PROBLEM TO SOLVE. Only the lines holding "without" are wanted; find them in the listing and return each one.

RECORDS FOR THIS EXERCISE.
=-=-=
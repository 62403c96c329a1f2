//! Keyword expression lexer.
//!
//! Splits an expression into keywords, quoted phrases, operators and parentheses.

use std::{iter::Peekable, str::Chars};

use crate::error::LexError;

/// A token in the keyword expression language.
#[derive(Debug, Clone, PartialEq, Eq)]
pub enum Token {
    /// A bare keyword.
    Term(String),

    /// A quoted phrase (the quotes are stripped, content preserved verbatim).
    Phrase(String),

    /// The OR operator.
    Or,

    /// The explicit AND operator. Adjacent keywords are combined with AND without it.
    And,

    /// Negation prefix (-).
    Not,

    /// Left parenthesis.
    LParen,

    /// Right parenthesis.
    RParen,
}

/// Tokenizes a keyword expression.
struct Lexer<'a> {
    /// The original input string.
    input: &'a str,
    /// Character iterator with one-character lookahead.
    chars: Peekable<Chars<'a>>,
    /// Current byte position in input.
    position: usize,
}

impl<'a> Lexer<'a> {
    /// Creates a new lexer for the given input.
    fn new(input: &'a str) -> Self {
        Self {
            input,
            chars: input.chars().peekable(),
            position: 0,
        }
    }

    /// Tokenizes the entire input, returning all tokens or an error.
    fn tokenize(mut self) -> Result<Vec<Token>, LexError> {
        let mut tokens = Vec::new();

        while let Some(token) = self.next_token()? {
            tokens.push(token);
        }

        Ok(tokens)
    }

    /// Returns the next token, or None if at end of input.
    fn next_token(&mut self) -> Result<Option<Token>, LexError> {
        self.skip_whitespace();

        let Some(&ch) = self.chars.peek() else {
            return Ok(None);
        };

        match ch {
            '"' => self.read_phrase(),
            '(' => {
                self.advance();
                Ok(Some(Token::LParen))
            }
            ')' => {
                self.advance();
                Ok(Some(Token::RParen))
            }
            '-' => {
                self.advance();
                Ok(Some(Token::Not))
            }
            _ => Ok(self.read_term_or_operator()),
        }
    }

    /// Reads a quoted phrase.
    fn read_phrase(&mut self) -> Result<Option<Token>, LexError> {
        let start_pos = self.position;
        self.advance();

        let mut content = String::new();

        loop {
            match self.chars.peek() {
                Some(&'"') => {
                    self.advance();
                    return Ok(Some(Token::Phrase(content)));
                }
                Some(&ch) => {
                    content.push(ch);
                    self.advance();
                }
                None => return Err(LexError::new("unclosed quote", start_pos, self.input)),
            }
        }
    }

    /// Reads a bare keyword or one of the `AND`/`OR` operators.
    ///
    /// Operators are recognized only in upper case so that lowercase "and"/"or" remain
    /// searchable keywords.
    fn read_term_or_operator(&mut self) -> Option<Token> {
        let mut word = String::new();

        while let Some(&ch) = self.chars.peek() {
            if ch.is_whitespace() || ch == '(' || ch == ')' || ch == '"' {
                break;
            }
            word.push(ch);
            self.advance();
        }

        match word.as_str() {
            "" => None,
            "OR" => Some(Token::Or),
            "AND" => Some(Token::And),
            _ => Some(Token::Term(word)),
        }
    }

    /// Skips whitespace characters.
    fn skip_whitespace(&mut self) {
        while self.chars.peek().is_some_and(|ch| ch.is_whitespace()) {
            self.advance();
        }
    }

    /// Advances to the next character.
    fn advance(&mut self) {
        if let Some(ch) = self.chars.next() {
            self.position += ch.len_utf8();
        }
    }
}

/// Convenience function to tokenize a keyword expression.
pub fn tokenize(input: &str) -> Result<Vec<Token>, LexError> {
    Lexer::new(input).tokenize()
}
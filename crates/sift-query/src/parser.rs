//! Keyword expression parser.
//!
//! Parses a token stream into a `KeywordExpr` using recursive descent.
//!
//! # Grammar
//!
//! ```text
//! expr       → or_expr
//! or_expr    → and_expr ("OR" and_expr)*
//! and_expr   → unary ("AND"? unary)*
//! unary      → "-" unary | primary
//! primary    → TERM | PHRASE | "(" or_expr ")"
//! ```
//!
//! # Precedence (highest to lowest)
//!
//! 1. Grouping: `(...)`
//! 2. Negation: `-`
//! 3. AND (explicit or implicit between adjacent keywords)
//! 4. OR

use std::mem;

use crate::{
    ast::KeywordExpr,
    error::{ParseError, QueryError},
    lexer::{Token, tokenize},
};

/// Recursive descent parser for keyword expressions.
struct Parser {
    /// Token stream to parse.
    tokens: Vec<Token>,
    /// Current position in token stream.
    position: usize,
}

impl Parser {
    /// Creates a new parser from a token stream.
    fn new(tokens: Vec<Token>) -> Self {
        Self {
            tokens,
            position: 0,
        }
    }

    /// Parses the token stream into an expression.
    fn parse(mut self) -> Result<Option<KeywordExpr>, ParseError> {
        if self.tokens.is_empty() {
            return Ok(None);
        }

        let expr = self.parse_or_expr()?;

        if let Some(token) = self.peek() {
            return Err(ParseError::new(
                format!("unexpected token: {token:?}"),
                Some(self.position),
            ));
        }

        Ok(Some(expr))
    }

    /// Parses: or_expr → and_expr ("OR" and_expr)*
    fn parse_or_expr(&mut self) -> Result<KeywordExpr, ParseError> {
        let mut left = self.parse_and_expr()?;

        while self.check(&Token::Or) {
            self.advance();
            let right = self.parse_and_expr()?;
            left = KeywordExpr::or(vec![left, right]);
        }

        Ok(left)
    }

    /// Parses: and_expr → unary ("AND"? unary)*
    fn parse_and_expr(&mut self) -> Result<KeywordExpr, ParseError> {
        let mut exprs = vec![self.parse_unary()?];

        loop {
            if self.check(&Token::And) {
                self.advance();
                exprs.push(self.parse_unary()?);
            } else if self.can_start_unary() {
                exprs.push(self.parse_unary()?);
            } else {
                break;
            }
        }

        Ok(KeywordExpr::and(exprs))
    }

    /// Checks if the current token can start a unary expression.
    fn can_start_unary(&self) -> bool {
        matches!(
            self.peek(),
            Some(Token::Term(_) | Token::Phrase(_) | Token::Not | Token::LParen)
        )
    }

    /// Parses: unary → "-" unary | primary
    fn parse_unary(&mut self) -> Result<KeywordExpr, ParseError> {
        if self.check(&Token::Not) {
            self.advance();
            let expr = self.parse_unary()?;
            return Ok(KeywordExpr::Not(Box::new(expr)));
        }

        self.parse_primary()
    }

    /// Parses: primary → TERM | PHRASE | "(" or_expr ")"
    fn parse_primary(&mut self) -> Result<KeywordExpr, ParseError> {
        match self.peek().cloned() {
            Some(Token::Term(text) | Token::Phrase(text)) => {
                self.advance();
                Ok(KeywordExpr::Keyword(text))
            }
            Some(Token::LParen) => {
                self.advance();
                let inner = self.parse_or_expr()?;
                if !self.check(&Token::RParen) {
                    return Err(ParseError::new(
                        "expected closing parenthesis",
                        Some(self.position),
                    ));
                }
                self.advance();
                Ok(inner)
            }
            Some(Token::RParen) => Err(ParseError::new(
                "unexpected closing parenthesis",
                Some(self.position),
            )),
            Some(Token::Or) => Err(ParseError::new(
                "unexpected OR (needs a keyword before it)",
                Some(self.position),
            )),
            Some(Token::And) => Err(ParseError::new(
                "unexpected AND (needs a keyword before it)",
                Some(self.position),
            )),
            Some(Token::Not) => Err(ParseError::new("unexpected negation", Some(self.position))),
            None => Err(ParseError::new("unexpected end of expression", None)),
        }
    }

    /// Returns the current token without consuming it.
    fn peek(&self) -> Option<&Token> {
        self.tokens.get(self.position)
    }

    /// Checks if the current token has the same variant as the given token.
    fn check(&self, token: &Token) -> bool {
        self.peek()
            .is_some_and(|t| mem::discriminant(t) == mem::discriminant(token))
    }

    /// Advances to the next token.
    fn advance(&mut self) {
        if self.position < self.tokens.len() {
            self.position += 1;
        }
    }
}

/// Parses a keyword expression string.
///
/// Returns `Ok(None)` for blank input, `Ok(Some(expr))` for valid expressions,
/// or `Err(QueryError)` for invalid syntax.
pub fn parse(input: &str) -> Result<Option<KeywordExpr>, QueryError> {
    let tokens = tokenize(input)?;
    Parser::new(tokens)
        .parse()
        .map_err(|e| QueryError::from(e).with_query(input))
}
=-=-=
FINISHED TASK.
    /// The explicit AND operator. Adjacent keywords are combined with AND without it.
    /// Returns the current token without consuming it.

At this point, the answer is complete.